È una poesia il cui pensiero sfrigola come acqua in una padella di olio bollente e pur tramando la realtà si sottrae per fare spazio a una ricomposizione in cui le parole tessano relazioni non logiche, imprevedibili. “Silenzio / - alfabeto dolente del pensiero.” Francesco s’immerge nel fluire della natura: altro tema possente con cui questa silloge si confronta. “Ognuno modella la selce / dei suoi giorni. / A immagine di alfabeti senza labbra / le schegge / che franano il respiro”. Il silenzio utilizzato anche per dare voce alla natura, per farla risuonare ed echeggiare nell’interiorità. Ma una natura in cui il poeta inventa “cieli nell’argilla”, in cui rileva che la pietra ha “carne e voce”, oppure in cui ci sono “Radici che emergono dal lampo / che rischiara i solchi / lungo gli anni”, è una natura esistente solo nel linguaggio. E infatti: “dormono acque assenti / di una lingua che nessun nome / accoglie”. Se qualcosa non è nominabile è assente. Resta solo l’operazione inversa come una prova del nove: “Rigonfia di ogni voce / che senza parole / ascolta”.

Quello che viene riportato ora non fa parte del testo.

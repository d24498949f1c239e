//! IP-based geolocation providers.
//!
//! Two independent JSON endpoints. Neither is precise, but both work on
//! any platform with network access.

use std::time::Duration;

use async_trait::async_trait;
use serde::Deserialize;
use tracing::debug;

use crate::domain::{Coordinate, LocationCandidate};

use super::error::ProviderFailure;
use super::provider::{DEFAULT_PROVIDER_TIMEOUT, LocationProvider};

/// Default URL for the ip-api.com style endpoint.
pub const IP_API_URL: &str = "https://ip-api.com/json/";

/// Default URL for the ipinfo.io style endpoint.
pub const IP_INFO_URL: &str = "https://ipinfo.io/json";

/// Response from the ip-api.com endpoint.
///
/// Only the fields used for location are kept.
#[derive(Debug, Deserialize)]
struct IpApiResponse {
    #[serde(default)]
    status: String,
    #[serde(default)]
    message: String,
    lat: Option<f64>,
    lon: Option<f64>,
}

/// Response from the ipinfo.io endpoint.
#[derive(Debug, Deserialize)]
struct IpInfoResponse {
    /// Combined "lat,lon" string.
    #[serde(default)]
    loc: String,
}

fn http_client(timeout: Duration) -> Result<reqwest::Client, reqwest::Error> {
    reqwest::Client::builder().timeout(timeout).build()
}

async fn fetch_json<T: for<'de> Deserialize<'de>>(
    http: &reqwest::Client,
    url: &str,
) -> Result<T, ProviderFailure> {
    let response = http.get(url).send().await?;
    let status = response.status();

    if !status.is_success() {
        return Err(ProviderFailure::Status(status.as_u16()));
    }

    let body = response.text().await?;
    serde_json::from_str(&body).map_err(|e| ProviderFailure::Json(e.to_string()))
}

/// Geolocation via an ip-api.com style endpoint (`{status, lat, lon}`).
#[derive(Debug, Clone)]
pub struct IpApiProvider {
    http: reqwest::Client,
    url: String,
    timeout: Duration,
}

impl IpApiProvider {
    /// Create a provider for the public endpoint.
    pub fn new() -> Result<Self, reqwest::Error> {
        Self::with_url(IP_API_URL)
    }

    /// Create a provider for a custom endpoint (for testing).
    pub fn with_url(url: impl Into<String>) -> Result<Self, reqwest::Error> {
        Ok(Self {
            http: http_client(DEFAULT_PROVIDER_TIMEOUT)?,
            url: url.into(),
            timeout: DEFAULT_PROVIDER_TIMEOUT,
        })
    }
}

#[async_trait]
impl LocationProvider for IpApiProvider {
    fn name(&self) -> &'static str {
        "ip-api"
    }

    fn timeout(&self) -> Duration {
        self.timeout
    }

    async fn locate(&self) -> Result<LocationCandidate, ProviderFailure> {
        let body: IpApiResponse = fetch_json(&self.http, &self.url).await?;

        if body.status != "success" {
            return Err(ProviderFailure::Rejected(body.message));
        }

        let (Some(lat), Some(lon)) = (body.lat, body.lon) else {
            return Err(ProviderFailure::Malformed("missing lat/lon".to_string()));
        };

        let coordinate =
            Coordinate::new(lat, lon).map_err(|e| ProviderFailure::Malformed(e.to_string()))?;
        debug!(%coordinate, "ip-api location");
        Ok(coordinate.into())
    }
}

/// Geolocation via an ipinfo.io style endpoint (`{loc: "lat,lon"}`).
#[derive(Debug, Clone)]
pub struct IpInfoProvider {
    http: reqwest::Client,
    url: String,
    timeout: Duration,
}

impl IpInfoProvider {
    /// Create a provider for the public endpoint.
    pub fn new() -> Result<Self, reqwest::Error> {
        Self::with_url(IP_INFO_URL)
    }

    /// Create a provider for a custom endpoint (for testing).
    pub fn with_url(url: impl Into<String>) -> Result<Self, reqwest::Error> {
        Ok(Self {
            http: http_client(DEFAULT_PROVIDER_TIMEOUT)?,
            url: url.into(),
            timeout: DEFAULT_PROVIDER_TIMEOUT,
        })
    }
}

#[async_trait]
impl LocationProvider for IpInfoProvider {
    fn name(&self) -> &'static str {
        "ipinfo"
    }

    fn timeout(&self) -> Duration {
        self.timeout
    }

    async fn locate(&self) -> Result<LocationCandidate, ProviderFailure> {
        let body: IpInfoResponse = fetch_json(&self.http, &self.url).await?;

        if body.loc.trim().is_empty() {
            return Err(ProviderFailure::Malformed("no location data".to_string()));
        }

        // Validate, but pass the provider's own text through unchanged.
        Coordinate::parse(&body.loc).map_err(|e| ProviderFailure::Malformed(e.to_string()))?;
        debug!(loc = %body.loc, "ipinfo location");
        LocationCandidate::new(body.loc).map_err(|e| ProviderFailure::Malformed(e.to_string()))
    }
}

#[cfg(test)]
mod tests {
    use super::*;

    #[test]
    fn ip_api_payload_parses() {
        let body: IpApiResponse = serde_json::from_str(
            r#"{"status":"success","country":"United States","city":"Seattle","lat":47.6034,"lon":-122.3414,"query":"1.2.3.4"}"#,
        )
        .unwrap();
        assert_eq!(body.status, "success");
        assert_eq!(body.lat, Some(47.6034));
    }

    #[test]
    fn ip_api_failure_payload_parses() {
        let body: IpApiResponse =
            serde_json::from_str(r#"{"status":"fail","message":"reserved range"}"#).unwrap();
        assert_eq!(body.status, "fail");
        assert_eq!(body.message, "reserved range");
        assert!(body.lat.is_none());
    }

    #[test]
    fn ipinfo_payload_without_loc_parses() {
        let body: IpInfoResponse = serde_json::from_str(r#"{"ip":"1.2.3.4"}"#).unwrap();
        assert!(body.loc.is_empty());
    }

    #[test]
    fn providers_build() {
        assert!(IpApiProvider::new().is_ok());
        assert!(IpInfoProvider::new().is_ok());
    }
}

La poesia non manca, attraverso i suoi specifici modi, di essere al tempo stesso anche una dimostrazione: “Parole. Dimorano la notte / delle mie labbra. Ne esploro / i sentieri. Le reti.” La natura come lingua, è colei che ascolta ciò che il poeta dice. Non è la quadratura del cerchio, quantunque l’obiettivo fosse un’azione impossibile da compiersi ed estenuante da porsi. E’ un risultato ottenuto come distillazione, è ciò che si è percorso districandosi tra intrecci apparentemente insolubili. E’ ciò che la poesia ottiene di distinguere. E’ il verbo che emana dal silenzio: la nitida, insopprimibile voce che scaturisce dalla poesia.